It isn’t typical for really good films to be released at the end of summer, but The Hollars is a happy exception to the rule. What a wonderful movie! John Krasinski has done himself proud as the director and costar of this warm, funny, and emotionally gripping family portrait. It’s so good that at a certain point I forgot I was watching familiar actors and became fully engaged in their characters.

For this, credit must go to the director and his gifted screenwriter, Jim Strouse. I’ve been following Strouse’s career since I chanced to see the modest indie Lonesome Jim (2005) with Casey Affleck. Since then he has written and directed Grace is Gone (2007), The Winning Season (2009) and People Places Things (2015). He understands middle America and brings it to life with a keen eye (and ear) as well as a quirky, sometimes dark sense of humor.

In this case, an emergency operation for the Mom who holds her family together brings two brothers, their loving but hapless father, a fiancée, an ex-wife, a former girlfriend, her current husband and other extended family members together. The conflicts they face range from the serious to the absurd, but all of them are all real and relatable.

Jenkins, Copley, Krasinski

Photo by Jonny Cournoyer, (Courtesy of Sony Pictures Classics)

To breathe life into these roles, Krasinski has assembled a dream cast, led by the glorious Margo Martindale, whose presence is reason enough to make this film a must-see. Joining her are Richard Jenkins, Sharlto Copley, Charlie Day, Anna Kendrick, Mary Elizabeth Winstead, Randall Park, and in a tiny role, the always-welcome Mary Kay Place. Krasinski checks his ego as one more member of the ensemble, offering an understated performance as Martindale’s son, who considers himself a failure.

I teared up more than once during this lovely film and encourage you to see it while it’s playing in theaters. Movies as good as The Hollars don’t come along every week; we should cherish and support them when they do.

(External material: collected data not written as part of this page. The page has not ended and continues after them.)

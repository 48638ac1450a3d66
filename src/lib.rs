//! # Rosterd
//!
//! A shift-scheduling server, usable both as a standalone binary and as a
//! library.
//!
//! Teams of people are assigned daily shift codes on a grid. Access is
//! governed by two independent axes: a per-page view/edit capability
//! (schedule, settings, permissions, people) and a per-team read/write
//! access level. Both must pass for any team-scoped operation.
//!
//! ## Library Usage
//!
//! ```rust,ignore
//! use std::sync::Arc;
//! use rosterd::auth::SessionSigner;
//! use rosterd::config::AppConfig;
//! use rosterd::server::{AppState, create_router};
//! use rosterd::store::{SqliteStore, Store};
//!
//! let config = AppConfig::load("rosterd.toml").unwrap();
//! let store = SqliteStore::new(&config.database_path).unwrap();
//! store.initialize().unwrap();
//!
//! let state = Arc::new(AppState {
//!     store: Arc::new(store),
//!     signer: SessionSigner::new(&config.secret_key, config.session_max_age),
//!     config,
//! });
//! let router = create_router(state);
//! // Serve with axum...
//! ```

pub mod auth;
pub mod config;
pub mod error;
pub mod grid;
pub mod permissions;
pub mod seed;
pub mod server;
pub mod store;
pub mod types;
use std::sync::Arc;
use std::time::Instant;

use axum::extract::Request;
use axum::middleware::{self, Next};
use axum::response::Response;
use axum::{
    Router,
    routing::{delete, get, post, put},
};

use super::{auth, people, permissions, schedule, shifts, teams};
use crate::auth::SessionSigner;
use crate::config::AppConfig;
use crate::store::Store;

pub struct AppState {
    pub store: Arc<dyn Store>,
    pub signer: SessionSigner,
    pub config: AppConfig,
}

async fn health() -> &'static str {
    "OK"
}

async fn log_request(request: Request, next: Next) -> Response {
    let method = request.method().clone();
    let uri = request.uri().clone();
    let start = Instant::now();

    let response = next.run(request).await;

    let latency = start.elapsed();
    let status = response.status();

    tracing::info!(
        "{} {} {} {}ms",
        method,
        uri.path(),
        status.as_u16(),
        latency.as_millis()
    );

    response
}

pub fn create_router(state: Arc<AppState>) -> Router {
    let api = Router::new()
        // Auth routes
        .route("/auth/login", post(auth::login))
        .route("/auth/first-login", post(auth::first_login))
        .route("/auth/logout", post(auth::logout))
        .route("/auth/me", get(auth::me))
        // Team routes
        .route("/teams", get(teams::list_teams))
        // People routes
        .route("/teams/{team_id}/people", get(people::list_people))
        .route("/teams/{team_id}/people", post(people::create_person))
        .route(
            "/teams/{team_id}/people/{person_id}",
            put(people::update_person),
        )
        .route(
            "/teams/{team_id}/people/{person_id}",
            delete(people::delete_person),
        )
        // Shift catalog routes
        .route("/teams/{team_id}/shifts", get(shifts::list_shifts))
        .route("/teams/{team_id}/shifts", post(shifts::create_shift))
        .route(
            "/teams/{team_id}/shifts/{shift_id}",
            put(shifts::update_shift),
        )
        .route(
            "/teams/{team_id}/shifts/{shift_id}",
            delete(shifts::delete_shift),
        )
        // Schedule routes
        .route("/schedule", get(schedule::read_schedule))
        .route("/schedule/cell", put(schedule::update_cell))
        .route("/schedule/export", get(schedule::export_schedule))
        // Permission administration routes
        .route("/permissions/overview", get(permissions::overview))
        .route("/permissions/users", post(permissions::create_user))
        .route(
            "/permissions/users/{user_id}",
            put(permissions::update_user),
        );

    Router::new()
        .route("/health", get(health))
        .nest("/api/v1", api)
        .layer(middleware::from_fn(log_request))
        .with_state(state)
}
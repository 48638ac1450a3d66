//! Permission administration: reconciling a user's desired page/team
//! permission sets against the stored ones. User creation funnels through
//! the same reconciliation so both paths share one validation contract.

use serde::{Deserialize, Serialize};

use crate::auth::CredentialHasher;
use crate::error::{Error, Result};
use crate::store::Store;
use crate::types::{AccessLevel, Page, PageCapability, PageGrant, TeamGrant, User, UserUpdate};

/// One desired page capability, as submitted by a caller. The page key is
/// validated against the closed page set; the view/edit pair is
/// normalized before storage.
#[derive(Debug, Clone, Deserialize)]
pub struct PageAssignment {
    pub page: String,
    #[serde(default)]
    pub can_view: bool,
    #[serde(default)]
    pub can_edit: bool,
}

/// One desired team access level. An absent level removes any existing
/// permission for that team.
#[derive(Debug, Clone, Deserialize)]
pub struct TeamAssignment {
    pub team_id: i64,
    #[serde(default)]
    pub access_level: Option<String>,
}

/// The full desired state for one reconciliation call. `pages` and
/// `teams` are complete sets: anything not listed is removed.
#[derive(Debug, Clone, Default, Deserialize)]
pub struct PermissionUpdate {
    #[serde(default)]
    pub display_name: Option<String>,
    #[serde(default)]
    pub new_password: Option<String>,
    #[serde(default)]
    pub pages: Vec<PageAssignment>,
    #[serde(default)]
    pub teams: Vec<TeamAssignment>,
}

#[derive(Debug, Clone, Deserialize)]
pub struct NewUser {
    pub username: String,
    pub display_name: String,
    pub password: String,
    #[serde(default)]
    pub must_change_password: bool,
    #[serde(default)]
    pub pages: Vec<PageAssignment>,
    #[serde(default)]
    pub teams: Vec<TeamAssignment>,
}

#[derive(Debug, Serialize)]
pub struct PagePermissionView {
    pub page: Page,
    pub can_view: bool,
    pub can_edit: bool,
}

#[derive(Debug, Serialize)]
pub struct TeamPermissionView {
    pub team_id: i64,
    pub team_name: String,
    pub access_level: AccessLevel,
}

/// A user together with their resolved permissions, as returned by the
/// permission endpoints and /auth/me.
#[derive(Debug, Serialize)]
pub struct UserWithPermissions {
    pub id: i64,
    pub username: String,
    pub display_name: String,
    pub must_change_password: bool,
    pub is_active: bool,
    pub pages: Vec<PagePermissionView>,
    pub teams: Vec<TeamPermissionView>,
}

/// Validates and normalizes a desired state into a storable `UserUpdate`.
/// A non-empty new password is hashed here; rotation side effects
/// (clearing must_change_password, bumping token_version) happen in the
/// store transaction.
fn build_user_update(
    hasher: &CredentialHasher,
    update: &PermissionUpdate,
) -> Result<UserUpdate> {
    let mut pages = Vec::with_capacity(update.pages.len());
    for assignment in &update.pages {
        let page = Page::parse(&assignment.page)
            .ok_or(Error::InvalidInput("invalid_page"))?;
        let capability =
            PageCapability::new(assignment.can_view, assignment.can_edit).normalized();
        pages.push(PageGrant {
            page,
            can_view: capability.can_view,
            can_edit: capability.can_edit,
        });
    }

    let mut teams = Vec::with_capacity(update.teams.len());
    for assignment in &update.teams {
        let access_level = match assignment.access_level.as_deref() {
            Some(level) => Some(
                AccessLevel::parse(level).ok_or(Error::InvalidInput("invalid_access_level"))?,
            ),
            None => None,
        };
        teams.push(TeamGrant {
            team_id: assignment.team_id,
            access_level,
        });
    }

    let password_hash = match update.new_password.as_deref().filter(|p| !p.is_empty()) {
        Some(password) => Some(hasher.hash(password)?),
        None => None,
    };

    Ok(UserUpdate {
        display_name: update.display_name.clone(),
        password_hash,
        pages,
        teams,
    })
}
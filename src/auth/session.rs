use chrono::{Duration, Utc};
use jsonwebtoken::{Algorithm, DecodingKey, EncodingKey, Header, Validation, decode, encode};
use serde::{Deserialize, Serialize};

use crate::error::{Error, Result};

/// The payload carried by a session token. `ver` must still match the
/// user's stored token_version when the token is presented.
#[derive(Debug, Clone, Copy, Serialize, Deserialize)]
pub struct SessionClaims {
    pub sub: i64,
    pub ver: i64,
    pub exp: usize,
}

/// Issues and verifies signed, time-limited session tokens. The rest of
/// the application treats tokens as opaque strings.
pub struct SessionSigner {
    encoding: EncodingKey,
    decoding: DecodingKey,
    max_age_seconds: i64,
}

impl SessionSigner {
    #[must_use]
    pub fn new(secret: &str, max_age_seconds: i64) -> Self {
        Self {
            encoding: EncodingKey::from_secret(secret.as_bytes()),
            decoding: DecodingKey::from_secret(secret.as_bytes()),
            max_age_seconds,
        }
    }

    pub fn issue(&self, user_id: i64, token_version: i64) -> Result<String> {
        let exp = (Utc::now() + Duration::seconds(self.max_age_seconds)).timestamp() as usize;
        let claims = SessionClaims {
            sub: user_id,
            ver: token_version,
            exp,
        };

        encode(&Header::default(), &claims, &self.encoding)
            .map_err(|e| Error::Config(format!("failed to sign session token: {e}")))
    }

    /// Decodes and verifies a token. Expired or tampered tokens yield None;
    /// the caller must still compare `ver` against the stored user.
    #[must_use]
    pub fn verify(&self, token: &str) -> Option<SessionClaims> {
        decode::<SessionClaims>(token, &self.decoding, &Validation::new(Algorithm::HS256))
            .map(|data| data.claims)
            .ok()
    }
}

#[cfg(test)]
mod tests {
    use super::*;

    #[test]
    fn test_issue_verify_roundtrip() {
        let signer = SessionSigner::new("test-secret", 3600);
        let token = signer.issue(42, 3).unwrap();

        let claims = signer.verify(&token).unwrap();
        assert_eq!(claims.sub, 42);
        assert_eq!(claims.ver, 3);
    }

    #[test]
    fn test_verify_rejects_wrong_secret() {
        let signer = SessionSigner::new("test-secret", 3600);
        let other = SessionSigner::new("other-secret", 3600);
        let token = signer.issue(42, 1).unwrap();

        assert!(other.verify(&token).is_none());
    }

    #[test]
    fn test_verify_rejects_expired() {
        // Past the default validation leeway.
        let signer = SessionSigner::new("test-secret", -300);
        let token = signer.issue(42, 1).unwrap();

        assert!(signer.verify(&token).is_none());
    }

    #[test]
    fn test_verify_rejects_garbage() {
        let signer = SessionSigner::new("test-secret", 3600);
        assert!(signer.verify("not-a-token").is_none());
    }
}
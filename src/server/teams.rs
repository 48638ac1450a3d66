use std::sync::Arc;

use axum::{Json, extract::State};

use crate::auth::CurrentUser;
use crate::grid::TeamView;
use crate::server::AppState;
use crate::server::response::{ApiError, ApiResponse};

/// Lists the teams the caller holds a team permission on, with the
/// caller's access level, ordered by team name.
pub async fn list_teams(
    CurrentUser(user): CurrentUser,
    State(state): State<Arc<AppState>>,
) -> Result<Json<ApiResponse<Vec<TeamView>>>, ApiError> {
    let mut teams = Vec::new();
    for perm in state.store.list_team_permissions(user.id)? {
        let Some(team) = state.store.get_team(perm.team_id)? else {
            continue;
        };
        teams.push(TeamView {
            id: team.id,
            name: team.name,
            code: team.code,
            description: team.description,
            access_level: perm.access_level,
        });
    }
    teams.sort_by(|a, b| a.name.cmp(&b.name));

    Ok(Json(ApiResponse::success(teams)))
}
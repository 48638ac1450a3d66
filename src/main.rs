use std::path::PathBuf;
use std::sync::Arc;

use anyhow::bail;
use clap::{Parser, Subcommand};
use rand::Rng;
use rand::distributions::Alphanumeric;
use tracing::info;
use tracing_subscriber::EnvFilter;

use rosterd::auth::{CredentialHasher, SessionSigner};
use rosterd::config::AppConfig;
use rosterd::permissions::{self, NewUser, PageAssignment};
use rosterd::seed;
use rosterd::server::{AppState, create_router};
use rosterd::store::{SqliteStore, Store};
use rosterd::types::Page;

#[derive(Parser)]
#[command(name = "rosterd")]
#[command(about = "A shift-scheduling server", long_about = None)]
struct Cli {
    #[command(subcommand)]
    command: Commands,
}

#[derive(Subcommand)]
enum Commands {
    /// Administrative commands
    Admin {
        #[command(subcommand)]
        command: AdminCommands,
    },

    /// Start the server
    Serve {
        /// Path to the TOML config file
        #[arg(long, default_value = "rosterd.toml")]
        config: PathBuf,

        /// Host to bind to (overrides the config file)
        #[arg(long)]
        host: Option<String>,

        /// Port to bind to (overrides the config file)
        #[arg(long, short)]
        port: Option<u16>,
    },
}

#[derive(Subcommand)]
enum AdminCommands {
    /// Initialize the server (create config, database, and admin account)
    Init {
        /// Path to the TOML config file to create
        #[arg(long, default_value = "rosterd.toml")]
        config: PathBuf,

        /// Seed two demo teams with people, shift catalogs, and users
        #[arg(long)]
        demo_data: bool,

        /// Skip interactive prompts
        #[arg(long)]
        non_interactive: bool,
    },
}

fn random_password() -> String {
    rand::thread_rng()
        .sample_iter(&Alphanumeric)
        .take(16)
        .map(char::from)
        .collect()
}

fn all_pages() -> Vec<PageAssignment> {
    Page::ALL
        .iter()
        .map(|page| PageAssignment {
            page: page.as_str().to_string(),
            can_view: true,
            can_edit: true,
        })
        .collect()
}

fn run_init(config_path: PathBuf, demo_data: bool, non_interactive: bool) -> anyhow::Result<()> {
    if config_path.exists() {
        bail!(
            "Server already initialized. Config exists at: {}",
            config_path.display()
        );
    }

    let config = AppConfig::generate(&config_path)?;

    let store = SqliteStore::new(&config.database_path)?;
    store.initialize()?;

    let hasher = CredentialHasher::new();

    let (username, password, must_change_password) = if non_interactive {
        ("admin".to_string(), random_password(), true)
    } else {
        let username = inquire::Text::new("Admin username:")
            .with_default("admin")
            .with_validator(|input: &str| {
                if input.trim().is_empty() {
                    Err("Username cannot be empty".into())
                } else if input.contains(char::is_whitespace) {
                    Err("Username cannot contain whitespace".into())
                } else {
                    Ok(inquire::validator::Validation::Valid)
                }
            })
            .prompt()?;
        let password = inquire::Password::new("Admin password:").prompt()?;
        (username, password, false)
    };

    let admin = permissions::create_user_with_permissions(
        &store,
        &hasher,
        &NewUser {
            username: username.clone(),
            display_name: username.clone(),
            password: password.clone(),
            must_change_password,
            pages: all_pages(),
            teams: vec![],
        },
    )?;

    if demo_data {
        seed::seed_demo(&store, &hasher, admin.id)?;
    }

    println!();
    println!("========================================");
    println!("Initialized. Config written to: {}", config_path.display());
    println!("Database at: {}", config.database_path.display());
    println!();
    println!("Admin account: {username}");
    if non_interactive {
        println!("Admin password (change it on first login):");
        println!();
        println!("  {password}");
    }
    if demo_data {
        println!();
        println!("Demo accounts: planner / planner123, viewer / viewer123");
    }
    println!("========================================");
    println!();

    Ok(())
}

#[tokio::main]
async fn main() -> anyhow::Result<()> {
    tracing_subscriber::fmt()
        .with_env_filter(EnvFilter::from_default_env().add_directive("rosterd=info".parse()?))
        .init();

    let cli = Cli::parse();

    match cli.command {
        Commands::Admin { command } => match command {
            AdminCommands::Init {
                config,
                demo_data,
                non_interactive,
            } => {
                run_init(config, demo_data, non_interactive)?;
            }
        },
        Commands::Serve { config, host, port } => {
            if !config.exists() {
                bail!(
                    "Server not initialized. Run 'rosterd admin init' first to create the config and database."
                );
            }

            let mut config = AppConfig::load(&config)?;
            if let Some(host) = host {
                config.host = host;
            }
            if let Some(port) = port {
                config.port = port;
            }

            let store = SqliteStore::new(&config.database_path)?;
            store.initialize()?;

            let signer = SessionSigner::new(&config.secret_key, config.session_max_age);
            let addr = config.socket_addr()?;

            let state = Arc::new(AppState {
                store: Arc::new(store),
                signer,
                config,
            });

            let app = create_router(state);

            info!("Starting server on {}", addr);

            let listener = tokio::net::TcpListener::bind(addr).await?;
            axum::serve(listener, app).await?;
        }
    }

    Ok(())
}
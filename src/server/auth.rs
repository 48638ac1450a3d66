use std::sync::Arc;

use axum::{Json, extract::State};

use crate::auth::{CredentialHasher, CurrentUser};
use crate::permissions::{self, UserWithPermissions};
use crate::server::AppState;
use crate::server::dto::{FirstLoginRequest, LoginRequest, LoginResponse};
use crate::server::response::{ApiError, ApiResponse};

pub async fn login(
    State(state): State<Arc<AppState>>,
    Json(req): Json<LoginRequest>,
) -> Result<Json<ApiResponse<LoginResponse>>, ApiError> {
    let user = state
        .store
        .get_user_by_username(&req.username)?
        .filter(|u| u.is_active)
        .ok_or_else(ApiError::unauthenticated)?;

    let hasher = CredentialHasher::new();
    if !hasher.verify(&req.password, &user.password_hash)? {
        return Err(ApiError::unauthenticated());
    }

    // No session is issued until the forced password change is done.
    if user.must_change_password {
        return Ok(Json(ApiResponse::success(LoginResponse {
            must_change_password: true,
            token: None,
            user: None,
        })));
    }

    let token = state.signer.issue(user.id, user.token_version)?;
    let resolved = permissions::resolve_user(state.store.as_ref(), &user)?;

    Ok(Json(ApiResponse::success(LoginResponse {
        must_change_password: false,
        token: Some(token),
        user: Some(resolved),
    })))
}

pub async fn first_login(
    State(state): State<Arc<AppState>>,
    Json(req): Json<FirstLoginRequest>,
) -> Result<Json<ApiResponse<LoginResponse>>, ApiError> {
    let mut user = state
        .store
        .get_user_by_username(&req.username)?
        .filter(|u| u.is_active)
        .ok_or_else(ApiError::unauthenticated)?;

    if !user.must_change_password {
        return Err(ApiError::bad_request("invalid_state"));
    }

    let hasher = CredentialHasher::new();
    if !hasher.verify(&req.current_password, &user.password_hash)? {
        return Err(ApiError::unauthenticated());
    }

    user.password_hash = hasher.hash(&req.new_password)?;
    user.must_change_password = false;
    user.token_version += 1;
    state.store.update_user(&user)?;

    let token = state.signer.issue(user.id, user.token_version)?;
    let resolved = permissions::resolve_user(state.store.as_ref(), &user)?;

    Ok(Json(ApiResponse::success(LoginResponse {
        must_change_password: false,
        token: Some(token),
        user: Some(resolved),
    })))
}

pub async fn logout(_user: CurrentUser) -> Json<ApiResponse<serde_json::Value>> {
    // Sessions are stateless; the client discards the token.
    Json(ApiResponse::success(serde_json::json!({ "success": true })))
}

pub async fn me(
    CurrentUser(user): CurrentUser,
    State(state): State<Arc<AppState>>,
) -> Result<Json<ApiResponse<UserWithPermissions>>, ApiError> {
    let resolved = permissions::resolve_user(state.store.as_ref(), &user)?;
    Ok(Json(ApiResponse::success(resolved)))
}
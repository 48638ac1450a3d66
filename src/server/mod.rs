mod auth;
pub mod dto;
mod people;
mod permissions;
pub mod response;
mod router;
mod schedule;
mod shifts;
mod teams;

pub use router::{AppState, create_router};
use std::sync::Arc;

use axum::{
    Json,
    extract::{Query, State},
    http::{StatusCode, header},
    response::IntoResponse,
};

use crate::auth::CurrentUser;
use crate::grid::{self, CellUpdate, Grid};
use crate::server::AppState;
use crate::server::dto::{CellUpdateRequest, ScheduleParams};
use crate::server::response::{ApiError, ApiResponse};

pub async fn read_schedule(
    CurrentUser(user): CurrentUser,
    State(state): State<Arc<AppState>>,
    Query(params): Query<ScheduleParams>,
) -> Result<Json<ApiResponse<Grid>>, ApiError> {
    let grid = grid::build_grid(
        state.store.as_ref(),
        &user,
        params.team_id,
        params.start,
        params.end,
    )?;
    Ok(Json(ApiResponse::success(grid)))
}

pub async fn update_cell(
    CurrentUser(user): CurrentUser,
    State(state): State<Arc<AppState>>,
    Json(req): Json<CellUpdateRequest>,
) -> Result<Json<ApiResponse<CellUpdate>>, ApiError> {
    let updated = grid::update_cell(
        state.store.as_ref(),
        &user,
        req.team_id,
        req.person_id,
        req.day,
        req.shift_code.as_deref(),
    )?;
    Ok(Json(ApiResponse::success(updated)))
}

/// CSV projection of the same read path as `read_schedule`; no extra
/// authorization or queries beyond building the grid.
pub async fn export_schedule(
    CurrentUser(user): CurrentUser,
    State(state): State<Arc<AppState>>,
    Query(params): Query<ScheduleParams>,
) -> Result<impl IntoResponse, ApiError> {
    let grid = grid::build_grid(
        state.store.as_ref(),
        &user,
        params.team_id,
        params.start,
        params.end,
    )?;
    let csv = grid::export_csv(&grid);

    let filename = format!(
        "schedule_{}_{}_{}.csv",
        params.team_id, params.start, params.end
    );

    Ok((
        StatusCode::OK,
        [
            (header::CONTENT_TYPE, "text/csv; charset=utf-8".to_string()),
            (
                header::CONTENT_DISPOSITION,
                format!("attachment; filename={filename}"),
            ),
        ],
        csv,
    ))
}
pub mod channel;
pub mod client;
pub mod config;
pub mod encoder;
pub mod entries;
pub mod errors;
pub mod replay;
pub mod runtime;
pub mod types;
pub mod waiter;

use clap::{error::ErrorKind, Parser};
use config::{load_config, CliOverrides, ClientConfig};
use errors::SyncError;
use replay::recording::SessionRecording;
use replay::replayer::reissue_recording;
use runtime::ProductionRuntime;
use std::path::PathBuf;

/// Exit code when a re-driven recording does not reproduce itself.
pub const EXIT_DRIFT: i32 = 2;

#[derive(Debug, Clone, Parser)]
#[command(name = "asicsync")]
#[command(about = "Synchronous set-request correlation over an ASIC state channel")]
pub struct Cli {
    #[arg(long)]
    pub config: Option<PathBuf>,
    #[arg(long, default_value_t = false)]
    pub sync_mode: bool,
    #[arg(long, default_value_t = false)]
    pub record: bool,
    #[arg(long)]
    pub record_file: Option<PathBuf>,
    #[arg(long)]
    pub timeout_ms: Option<u64>,
    #[arg(long, default_value_t = false)]
    pub print_config: bool,
    #[arg(long, conflicts_with = "verify")]
    pub replay: Option<PathBuf>,
    #[arg(long)]
    pub verify: Option<PathBuf>,
}

pub fn run() -> Result<i32, SyncError> {
    let args = std::env::args_os().collect::<Vec<_>>();
    let runtime = ProductionRuntime::new();
    run_with_runtime(&args, &runtime)
}

pub fn run_with_runtime(
    args: &[std::ffi::OsString],
    runtime: &ProductionRuntime,
) -> Result<i32, SyncError> {
    let cli = match Cli::try_parse_from(args) {
        Ok(cli) => cli,
        Err(error) => match error.kind() {
            ErrorKind::DisplayHelp | ErrorKind::DisplayVersion => {
                print!("{error}");
                return Ok(0);
            }
            _ => return Err(SyncError::Cli(error.to_string())),
        },
    };

    let overrides = CliOverrides {
        config_path: cli.config.clone(),
        sync_mode: cli.sync_mode,
        record: cli.record,
        record_file: cli.record_file.clone(),
        timeout_ms: cli.timeout_ms,
    };
    let cfg = load_config(&overrides, runtime.file_system.as_ref())?;

    if cli.print_config {
        let rendered =
            serde_json::to_string_pretty(&cfg).map_err(|e| SyncError::Io(e.to_string()))?;
        runtime.terminal.write_line(&rendered)?;
        return Ok(0);
    }

    if let Some(path) = &cli.replay {
        let recording = load_recording(runtime, path)?;
        let summary = recording.summary();
        runtime.terminal.write_line(&format!(
            "set={} bulk_set={} responses={} failures={} fingerprint={}",
            summary.sets,
            summary.bulk_sets,
            summary.responses,
            summary.no_responses,
            recording.fingerprint()
        ))?;
        return Ok(0);
    }

    if let Some(path) = &cli.verify {
        let recording = load_recording(runtime, path)?;
        let report = reissue_recording(&recording)?;
        for mismatch in &report.mismatches {
            runtime.terminal.write_line(&format!(
                "request {} differs: expected={:?} actual={:?}",
                mismatch.position,
                mismatch.expected.as_ref().map(|m| m.key.as_str()),
                mismatch.actual.as_ref().map(|m| m.key.as_str()),
            ))?;
        }
        if report.identical && report.mismatches.is_empty() {
            runtime.terminal.write_line(&format!(
                "verify ok: requests={} lines={}",
                report.statuses.len(),
                report.regenerated.len()
            ))?;
            return Ok(0);
        }
        runtime.terminal.write_line(&format!(
            "verify drift: first differing line={}",
            first_divergence(recording.raw_lines(), &report.regenerated)
        ))?;
        return Ok(EXIT_DRIFT);
    }

    runtime.terminal.write_line(&describe_config(&cfg))?;
    Ok(0)
}

fn load_recording(
    runtime: &ProductionRuntime,
    path: &std::path::Path,
) -> Result<SessionRecording, SyncError> {
    let text = runtime.file_system.read_to_string(path)?;
    SessionRecording::parse(&text)
}

/// 1-based line number of the first difference.
fn first_divergence(recorded: &[String], regenerated: &[String]) -> usize {
    recorded
        .iter()
        .zip(regenerated)
        .position(|(a, b)| a != b)
        .unwrap_or_else(|| recorded.len().min(regenerated.len()))
        + 1
}

pub fn describe_config(cfg: &ClientConfig) -> String {
    let recording = if cfg.recording.enabled {
        cfg.recording.path.display().to_string()
    } else {
        "off".to_string()
    };
    format!(
        "sync_mode={} timeout_ms={} recording={recording}",
        cfg.sync_mode, cfg.response_timeout_ms
    )
}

Leonard Maltin is one of the world’s most respected film critics and historians. He is best known for his widely-used reference work Leonard Maltin’s Movie Guide and its companion volume Leonard Maltin’s Classic Movie Guide, now in its third edition, as well as his thirty-year run on television’s Entertainment Tonight. He teaches at the USC School of Cinematic Arts and appears regularly on Reelz Channel and Turner Classic Movies. His books include The 151 Best Movies You’ve Never Seen, Of Mice and Magic: A History of American Animated Cartoons, The Great Movie Comedians, The Disney Films, The Art of the Cinematographer, Movie Comedy Teams, The Great American Broadcast, and Leonard Maltin’s Movie Encyclopedia. He served two terms as President of the Los Angeles Film Critics Association, is a voting member of the National Film Registry, and was appointed by the Librarian of Congress to sit on the Board of Directors of the National Film Preservation Foundation. He hosted and co-produced the popular Walt Disney Treasures DVD series and has appeared on innumerable television programs and documentaries. He has been the recipient of awards from the American Society of Cinematographers, the Telluride Film Festival, Anthology Film Archives, and San Diego’s Comic-Con International. Perhaps the pinnacle of his career was his appearance in a now-classic episode of South Park. (Or was it Carmela consulting his Movie Guide on an episode of The Sopranos?) He holds court at leonardmaltin.com. Follow him on Twitter and Facebook; you can also listen to him on his weekly podcast: Maltin on Movies. — [Artwork by Drew Friedman]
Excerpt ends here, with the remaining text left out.